■ PROBLEM TO SOLVE:
Copy every line in the records below that contains the word "entries".

■ SUPPLIED RECORDS:
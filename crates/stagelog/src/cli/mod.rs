//! CLI definition and command handling

pub mod commands;
pub mod output;

use std::path::{Path, PathBuf};

use clap::{Parser, Subcommand};
use stagelog_core::{load_config, load_config_or_default, Config, ConfigError, StagelogError};
use tracing::debug;

use commands::{CompletionsCommand, ExportCommand, InitCommand, ReleaseCommand};

/// stagelog - Stage changelog entries per version line and publish AsciiDoc release notes
#[derive(Debug, Parser)]
#[command(name = "stagelog")]
#[command(author, version, about, long_about = None)]
pub struct Cli {
    /// Enable verbose output
    #[arg(short, long, global = true)]
    pub verbose: bool,

    /// Suppress output except errors
    #[arg(short, long, global = true)]
    pub quiet: bool,

    /// Output format
    #[arg(long, global = true, default_value = "text")]
    pub format: OutputFormat,

    /// Working directory
    #[arg(short = 'C', long, global = true)]
    pub directory: Option<PathBuf>,

    /// Configuration file, instead of searching the working directory and its parents
    #[arg(long, global = true, value_name = "FILE")]
    pub config: Option<PathBuf>,

    #[command(subcommand)]
    pub command: Commands,
}

/// Output format for CLI
#[derive(Debug, Clone, Copy, Default, PartialEq, Eq, clap::ValueEnum)]
pub enum OutputFormat {
    /// Human-readable text output
    #[default]
    Text,
    /// JSON output
    Json,
}

/// Available commands
#[derive(Debug, Subcommand)]
pub enum Commands {
    /// Write a starter configuration and changelog directory
    Init(InitCommand),

    /// Export release notes and the release index as AsciiDoc
    Export(ExportCommand),

    /// Move the staged entries of a version line into a release directory
    Release(ReleaseCommand),

    /// Generate shell completions
    Completions(CompletionsCommand),
}

impl Cli {
    /// Execute the CLI command
    pub fn execute(self) -> anyhow::Result<()> {
        if let Some(dir) = &self.directory {
            std::env::set_current_dir(dir)?;
        }

        match self.command {
            Commands::Init(ref cmd) => cmd.execute(&self),
            Commands::Export(ref cmd) => cmd.execute(&self),
            Commands::Release(ref cmd) => cmd.execute(&self),
            Commands::Completions(ref cmd) => cmd.execute(&self),
        }
    }

    /// Load the configuration named by `--config`, or the one found from `cwd` upwards.
    ///
    /// Falls back to defaults when no file is found by searching.
    pub fn load_config(&self, cwd: &Path) -> anyhow::Result<Config> {
        let config = match &self.config {
            Some(path) => {
                let path = cwd.join(path);
                if !path.is_file() {
                    return Err(StagelogError::from(ConfigError::NotFound(path)).into());
                }
                load_config(&path)?
            }
            None => load_config_or_default(cwd)?.0,
        };
        debug!(?config, "using configuration");
        Ok(config)
    }
}

/// Resolve a directory from a flag, falling back to the configured value, against `cwd`
pub fn resolve_directory(cwd: &Path, flag: Option<&Path>, configured: &Path) -> PathBuf {
    cwd.join(flag.unwrap_or(configured))
}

■ ANSWER SECTION:
/// stagelog - Stage changelog entries per version line and publish AsciiDoc release notes
    /// Move the staged entries of a version line into a release directory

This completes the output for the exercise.